#### [YOUR INSTRUCTIONS]
Return only these lines, exactly: the one containing "curve catalog together." and every line after it in the listing.

#### [DATA UNDER STUDY]
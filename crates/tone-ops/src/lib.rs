//! # tone-ops
//!
//! The tonemapping pipeline: whole-image statistics, the spatially
//! adaptive local operator, and the per-pixel map pass that ties the
//! curve catalog together.
//!
//! # Two phases
//!
//! 1. **Statistics** ([`stats`]) - one reduction pass over every pixel,
//!    producing the frozen [`GlobalStats`] the extended Reinhard curves
//!    read.
//! 2. **Map** ([`tonemap()`]) - one operator invocation per pixel, then
//!    gamma encoding and 8-bit quantization. Pixels are independent, so
//!    the pass shards by row across workers when the `parallel` feature
//!    (default) is enabled.
//!
//! The statistics phase always completes before the map phase starts.
//!
//! # Example
//!
//! ```rust
//! use tone_core::HdrImage;
//! use tone_ops::{tonemap, Operator};
//!
//! let img = HdrImage::from_data(1, 1, vec![1.0, 1.0, 1.0]).unwrap();
//! let out = tonemap(&img, &Operator::Reinhard).unwrap();
//! assert_eq!(out.pixel(0, 0), [188, 188, 188]);
//! ```

#![warn(missing_docs)]
#![warn(rustdoc::missing_crate_level_docs)]

mod error;
pub mod local;
pub mod stats;
pub mod tonemap;

pub use error::{OpsError, OpsResult};
pub use local::LocalParams;
pub use stats::GlobalStats;
pub use tonemap::{tonemap, tonemap_with_stats, Operator};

#### [WRITTEN ANSWER]
//! curve catalog together.
//!
//! # Two phases
//!
//! 1. **Statistics** ([`stats`]) - one reduction pass over every pixel,
//!    producing the frozen [`GlobalStats`] the extended Reinhard curves
//!    read.
//! 2. **Map** ([`tonemap()`]) - one operator invocation per pixel, then
//!    gamma encoding and 8-bit quantization. Pixels are independent, so
//!    the pass shards by row across workers when the `parallel` feature
//!    (default) is enabled.
//!
//! The statistics phase always completes before the map phase starts.
//!
//! # Example
//!
//! ```rust
//! use tone_core::HdrImage;
//! use tone_ops::{tonemap, Operator};
//!
//! let img = HdrImage::from_data(1, 1, vec![1.0, 1.0, 1.0]).unwrap();
//! let out = tonemap(&img, &Operator::Reinhard).unwrap();
//! assert_eq!(out.pixel(0, 0), [188, 188, 188]);
//! ```

#![warn(missing_docs)]
#![warn(rustdoc::missing_crate_level_docs)]

mod error;
pub mod local;
pub mod stats;
pub mod tonemap;

pub use error::{OpsError, OpsResult};
pub use local::LocalParams;
pub use stats::GlobalStats;
pub use tonemap::{tonemap, tonemap_with_stats, Operator};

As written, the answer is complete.